Из хроники сражения: «…Приказано видимые неприятельские корабли стараться отрезать, взять и истребить. Между тем турецкие корабли на всех парусах поспешали в пролив; наш отряд догнал их почти у самых крепостей, и не возмогши никак взять их выше под жестоким на себя огнем, действовал на проходе по кораблям и флотилии отменно удачно. Корабли турецкие после первых залпов отпаливались весьма слабо; истребление парусов, подбитие снастей и разрушение корпусов их было видно глазами. Неприятель, имея в выгоду свою попутный ветер, который в то время установился так свеж, что и при противном течении они подавались вперед; наш же отряд, обращенный бортом к течению, выносило из пролива; но за всем тем трижды успели мы сделать обороты к несению большего вреда неприятелю. Гребной флот, защищавший неприятельский корабль, стоявший на мели ниже азиатской крепости, бежал. Другой корабль, настигнутый “Селафаилом”, а после и “Ретвизаном”, бросился на мель под прикрытием европейских крепостей и своего флота. Вице-адмиральский, желая пробраться в пролив у азиатского берега, будучи сильно оббит, бросил якорь; потом снялся и, уклоняясь от огня нашего отряда, также стал на мель, близость которой к азиатской крепости препятствовала атаковать его как должно. Между тем ветер начал тихнуть. Течением корабли наши снесло ниже турецких, почему сигналом приказа по отряду контр-адмирала соединиться с эскадрою».
В тот же день Сенявин провел и совещание капитанов. Вице-адмирал никого не ругал, похвалил командира «Селафаила» Петра Рожнова, который трижды сумел зайти за корму неприятельского корабля, каждый раз поражая его продольными залпами. Затем отчитал командира «Уриила» Быченского 1-го за то, что тот не свалился на абордаж. Быченский, красный от стыда, оправдывался:
– За мной в струе ломилось сразу четверо наших! Свались я, им бы со мной не разминуться было! Проскочив мимо, я оставил турка им в добычу!
– На каждом корабле свой капитан имеется, чтоб о нем думать. Я нисколько не сомневаюсь в вашей храбрости, но впредь будьте решительнее!

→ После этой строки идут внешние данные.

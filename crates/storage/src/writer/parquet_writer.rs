//! Columnar Parquet encoding through Arrow record batches.

use std::sync::Arc;

use arrow::array::{
    Array, ArrayRef, Float32Array, Float64Array, Int64Array, StringArray,
    TimestampMicrosecondArray,
};
use arrow::datatypes::{DataType, Field, Schema, TimeUnit};
use arrow::record_batch::RecordBatch;
use bytes::Bytes;
use chrono::{DateTime, NaiveDateTime};
use obs_dataset::{ArrayValues, Column, ObservationTable};
use parquet::arrow::arrow_reader::ParquetRecordBatchReaderBuilder;
use parquet::arrow::ArrowWriter;
use parquet::basic::Compression;
use parquet::file::properties::WriterProperties;

use crate::error::{StorageError, StorageResult};

const MICROS_PER_SECOND: i64 = 1_000_000;

/// Encode `table` as a single-row-group Parquet file.
pub fn encode_parquet(table: &ObservationTable) -> StorageResult<Vec<u8>> {
    let fields: Vec<Field> = table
        .columns()
        .iter()
        .map(|c| Field::new(c.name.as_str(), arrow_type(&c.values), true))
        .collect();
    let schema = Arc::new(Schema::new(fields));

    let arrays: Vec<ArrayRef> = table.columns().iter().map(|c| to_arrow(&c.values)).collect();
    let batch = RecordBatch::try_new(schema.clone(), arrays)?;

    let props = WriterProperties::builder()
        .set_compression(Compression::SNAPPY)
        .build();
    let mut buffer = Vec::new();
    let mut writer = ArrowWriter::try_new(&mut buffer, schema, Some(props))?;
    writer.write(&batch)?;
    writer.close()?;

    Ok(buffer)
}

fn arrow_type(values: &ArrayValues) -> DataType {
    match values {
        ArrayValues::Float64(_) => DataType::Float64,
        ArrayValues::Float32(_) => DataType::Float32,
        ArrayValues::Int64(_) => DataType::Int64,
        ArrayValues::Time(_) => DataType::Timestamp(TimeUnit::Microsecond, None),
        ArrayValues::Text(_) => DataType::Utf8,
    }
}

fn to_arrow(values: &ArrayValues) -> ArrayRef {
    match values {
        ArrayValues::Float64(v) => Arc::new(Float64Array::from(v.clone())),
        ArrayValues::Float32(v) => Arc::new(Float32Array::from(v.clone())),
        ArrayValues::Int64(v) => Arc::new(Int64Array::from(v.clone())),
        ArrayValues::Time(v) => Arc::new(TimestampMicrosecondArray::from(
            v.iter()
                .map(|t| t.and_utc().timestamp_micros())
                .collect::<Vec<_>>(),
        )),
        ArrayValues::Text(v) => Arc::new(StringArray::from(v.clone())),
    }
}

/// Decode a Parquet file written by [`encode_parquet`].
pub fn decode_parquet(data: Bytes) -> StorageResult<ObservationTable> {
    let builder = ParquetRecordBatchReaderBuilder::try_new(data)?;
    let schema = builder.schema().clone();
    let reader = builder.build()?;

    let mut columns: Vec<Column> = Vec::with_capacity(schema.fields().len());
    for field in schema.fields() {
        let values = empty_values(field.name(), field.data_type())?;
        columns.push(Column::new(field.name().clone(), values));
    }

    for batch in reader {
        let batch = batch?;
        for (i, col) in columns.iter_mut().enumerate() {
            let chunk = from_arrow(&col.name, batch.column(i).as_ref())?;
            col.values.extend_from(&chunk)?;
        }
    }

    Ok(ObservationTable::new(columns)?)
}

fn empty_values(name: &str, data_type: &DataType) -> StorageResult<ArrayValues> {
    Ok(match data_type {
        DataType::Float64 => ArrayValues::Float64(Vec::new()),
        DataType::Float32 => ArrayValues::Float32(Vec::new()),
        DataType::Int64 => ArrayValues::Int64(Vec::new()),
        DataType::Timestamp(TimeUnit::Microsecond, _) => ArrayValues::Time(Vec::new()),
        DataType::Utf8 => ArrayValues::Text(Vec::new()),
        other => return Err(unsupported(name, other)),
    })
}

fn from_arrow(name: &str, array: &dyn Array) -> StorageResult<ArrayValues> {
    let any = array.as_any();
    if let Some(a) = any.downcast_ref::<Float64Array>() {
        return Ok(ArrayValues::Float64(
            a.iter().map(|v| v.unwrap_or(f64::NAN)).collect(),
        ));
    }
    if let Some(a) = any.downcast_ref::<Float32Array>() {
        return Ok(ArrayValues::Float32(
            a.iter().map(|v| v.unwrap_or(f32::NAN)).collect(),
        ));
    }
    if let Some(a) = any.downcast_ref::<Int64Array>() {
        return Ok(ArrayValues::Int64(a.values().to_vec()));
    }
    if let Some(a) = any.downcast_ref::<TimestampMicrosecondArray>() {
        let times = a
            .values()
            .iter()
            .map(|&us| micros_to_datetime(us).ok_or_else(|| out_of_range(name, us)))
            .collect::<StorageResult<Vec<_>>>()?;
        return Ok(ArrayValues::Time(times));
    }
    if let Some(a) = any.downcast_ref::<StringArray>() {
        return Ok(ArrayValues::Text(
            a.iter().map(|v| v.unwrap_or_default().to_string()).collect(),
        ));
    }
    Err(unsupported(name, array.data_type()))
}

fn micros_to_datetime(us: i64) -> Option<NaiveDateTime> {
    let secs = us.div_euclid(MICROS_PER_SECOND);
    let nanos = (us.rem_euclid(MICROS_PER_SECOND) * 1_000) as u32;
    DateTime::from_timestamp(secs, nanos).map(|dt| dt.naive_utc())
}

fn unsupported(name: &str, data_type: &DataType) -> StorageError {
    StorageError::UnsupportedType {
        name: name.to_string(),
        kind: data_type.to_string(),
    }
}

fn out_of_range(name: &str, us: i64) -> StorageError {
    StorageError::UnsupportedType {
        name: name.to_string(),
        kind: format!("timestamp {}us out of range", us),
    }
}
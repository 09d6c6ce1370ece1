//! End-to-end ingestion over generated raw directories.

use ingestion::{IngestionConfig, IngestionError, Ingester, SourceSpec};
use obs_dataset::{ArrayValues, BoundingWindow, DataKind};
use test_utils::{
    anomaly_value, location, raw_dir, samples_around, temp_test_dir, write_grid_file,
    write_retrieval_file, GridFileSpec, RetrievalSample,
};

// ============================================================================
// CO2 retrievals
// ============================================================================

#[test]
fn test_co2_multiple_files_combined_and_windowed() {
    let root = temp_test_dir();
    let raw = raw_dir(&root);
    let (lon, lat) = location::BERLIN;

    write_retrieval_file(&raw.join("oco2_LtCO2_a.h5"), &samples_around(lon, lat)).unwrap();
    write_retrieval_file(
        &raw.join("oco2_LtCO2_b.h5"),
        &[
            RetrievalSample::new("2023-05-01T00:00:00Z", lat, lon, 0.000412),
            // Outside the box
            RetrievalSample::new("2023-05-01T00:00:00Z", -30.0, lon, 0.000413),
        ],
    )
    .unwrap();

    let ingester = Ingester::new(IngestionConfig::new(root.path()));
    let window = BoundingWindow::around(lon, lat, location::DEFAULT_RANGE, 2023).unwrap();
    let result = ingester.ingest(&SourceSpec::co2(), &window).unwrap();

    assert_eq!(result.files_read, 2);
    assert_eq!(result.table.column_names(), vec!["time", "lat", "lon", "xco2"]);
    // 2023 and 2024 soundings from file a, the in-box sounding from file b
    assert_eq!(result.table.num_rows(), 3);
    assert_eq!(
        result.table.column("time").unwrap().values.kind(),
        DataKind::Time
    );

    let xco2 = result.table.column("xco2").unwrap().values.to_f64_vec().unwrap();
    assert!((xco2[2] - 412.0).abs() < 1e-9);
}

#[test]
fn test_co2_empty_window_is_not_an_error() {
    let root = temp_test_dir();
    let raw = raw_dir(&root);
    let (lon, lat) = location::BERLIN;
    write_retrieval_file(&raw.join("oco2.h5"), &samples_around(lon, lat)).unwrap();

    let ingester = Ingester::new(IngestionConfig::new(root.path()));
    let (plon, plat) = location::PACIFIC;
    let window = BoundingWindow::around(plon, plat, 1.0, 2000).unwrap();
    let result = ingester.ingest(&SourceSpec::co2(), &window).unwrap();

    assert_eq!(result.table.num_rows(), 0);
    assert_eq!(result.table.num_columns(), 4);
}

// ============================================================================
// Temperature anomaly grids
// ============================================================================

#[test]
fn test_tempanomalies_concatenated_along_time() {
    let root = temp_test_dir();
    let raw = raw_dir(&root);
    write_grid_file(&raw.join("gistemp_2022.nc"), &GridFileSpec::small(2022, 12)).unwrap();
    write_grid_file(&raw.join("gistemp_2023.nc"), &GridFileSpec::small(2023, 12)).unwrap();

    let ingester = Ingester::new(IngestionConfig::new(root.path()));
    let (combined, files) = ingester.load_source(&SourceSpec::tempanomalies()).unwrap();
    assert_eq!(files, 2);
    assert_eq!(combined.dim_size("time"), Some(24));

    let window = BoundingWindow::new(2023, -10.0, 10.0, 105.0, 125.0).unwrap();
    let result = ingester.ingest(&SourceSpec::tempanomalies(), &window).unwrap();

    assert_eq!(
        result.table.column_names(),
        vec!["time", "lat", "lon", "tempanomaly"]
    );
    assert!(result.dataset.data_var("time_bnds").is_none());
    // 12 months × lats {-10, 0, 10} × lons {110, 120}
    assert_eq!(result.table.num_rows(), 12 * 3 * 2);

    let lat = result.table.column("lat").unwrap().values.to_f64_vec().unwrap();
    let lon = result.table.column("lon").unwrap().values.to_f64_vec().unwrap();
    assert!(lat.iter().all(|v| (-10.0..=10.0).contains(v)));
    assert!(lon.iter().all(|v| (105.0..=125.0).contains(v)));

    // First row is month 0 of the 2023 file at lat index 1, lon index 1
    let values = result.table.column("tempanomaly").unwrap().values.to_f64_vec().unwrap();
    assert!((values[0] - anomaly_value(0, 1, 1)).abs() < 1e-9);
}

#[test]
fn test_mismatched_grids_rejected() {
    let root = temp_test_dir();
    let raw = raw_dir(&root);
    write_grid_file(&raw.join("gistemp_a.nc"), &GridFileSpec::small(2022, 1)).unwrap();
    let mut other = GridFileSpec::small(2023, 1);
    other.lat.count = 3;
    write_grid_file(&raw.join("gistemp_b.nc"), &other).unwrap();

    let ingester = Ingester::new(IngestionConfig::new(root.path()));
    let err = ingester
        .load_source(&SourceSpec::tempanomalies())
        .unwrap_err();
    assert!(matches!(err, IngestionError::SchemaMismatch(_)));
}

// ============================================================================
// Failures
// ============================================================================

#[test]
fn test_no_input_files() {
    let root = temp_test_dir();
    raw_dir(&root);

    let ingester = Ingester::new(IngestionConfig::new(root.path()));
    let err = ingester.load_source(&SourceSpec::co2()).unwrap_err();
    assert!(matches!(err, IngestionError::NoInputFiles { pattern, .. } if pattern == "oco*.h5"));
}

#[test]
fn test_one_bad_file_aborts_combine() {
    let root = temp_test_dir();
    let raw = raw_dir(&root);
    write_retrieval_file(&raw.join("oco2_a.h5"), &samples_around(0.0, 0.0)).unwrap();
    std::fs::write(raw.join("oco2_b.h5"), b"not hdf5").unwrap();

    let ingester = Ingester::new(IngestionConfig::new(root.path()));
    let err = ingester.load_source(&SourceSpec::co2()).unwrap_err();
    match err {
        IngestionError::Format { path, .. } => assert!(path.ends_with("oco2_b.h5")),
        other => panic!("expected format error, got {other}"),
    }
}

#[test]
fn test_single_file_returned_unchanged() {
    let root = temp_test_dir();
    let raw = raw_dir(&root);
    write_retrieval_file(&raw.join("oco2.h5"), &samples_around(0.0, 0.0)).unwrap();

    let ingester = Ingester::new(IngestionConfig::new(root.path()));
    let (ds, _) = ingester.load_source(&SourceSpec::co2()).unwrap();
    assert!(matches!(ds.coord("time").unwrap().values, ArrayValues::Text(_)));
}

#[test]
fn test_single_file_table_has_parsed_times() {
    let root = temp_test_dir();
    let raw = raw_dir(&root);
    let (lon, lat) = location::BERLIN;
    write_retrieval_file(&raw.join("oco2.h5"), &samples_around(lon, lat)).unwrap();

    let ingester = Ingester::new(IngestionConfig::new(root.path()));
    let window = BoundingWindow::around(lon, lat, location::DEFAULT_RANGE, 2022).unwrap();
    let result = ingester.ingest(&SourceSpec::co2(), &window).unwrap();

    assert_eq!(result.files_read, 1);
    assert_eq!(result.table.num_rows(), 3);
    assert_eq!(
        result.table.column("time").unwrap().values.kind(),
        DataKind::Time
    );
}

Атака турецкого линкора была звездным часом всей жизни капитана 1-го ранга Быченского. Такой шанс судьба дает только раз. Командир «Уриила» имел возможность захватить в плен неприятельский корабль, вписать свое имя в историю отечественного флота. Увы, этого не произошло. В жизни Быченского будут иные бои и иные походы, но случая отличиться, подобного дарданелльскому, ему уже никогда не представится…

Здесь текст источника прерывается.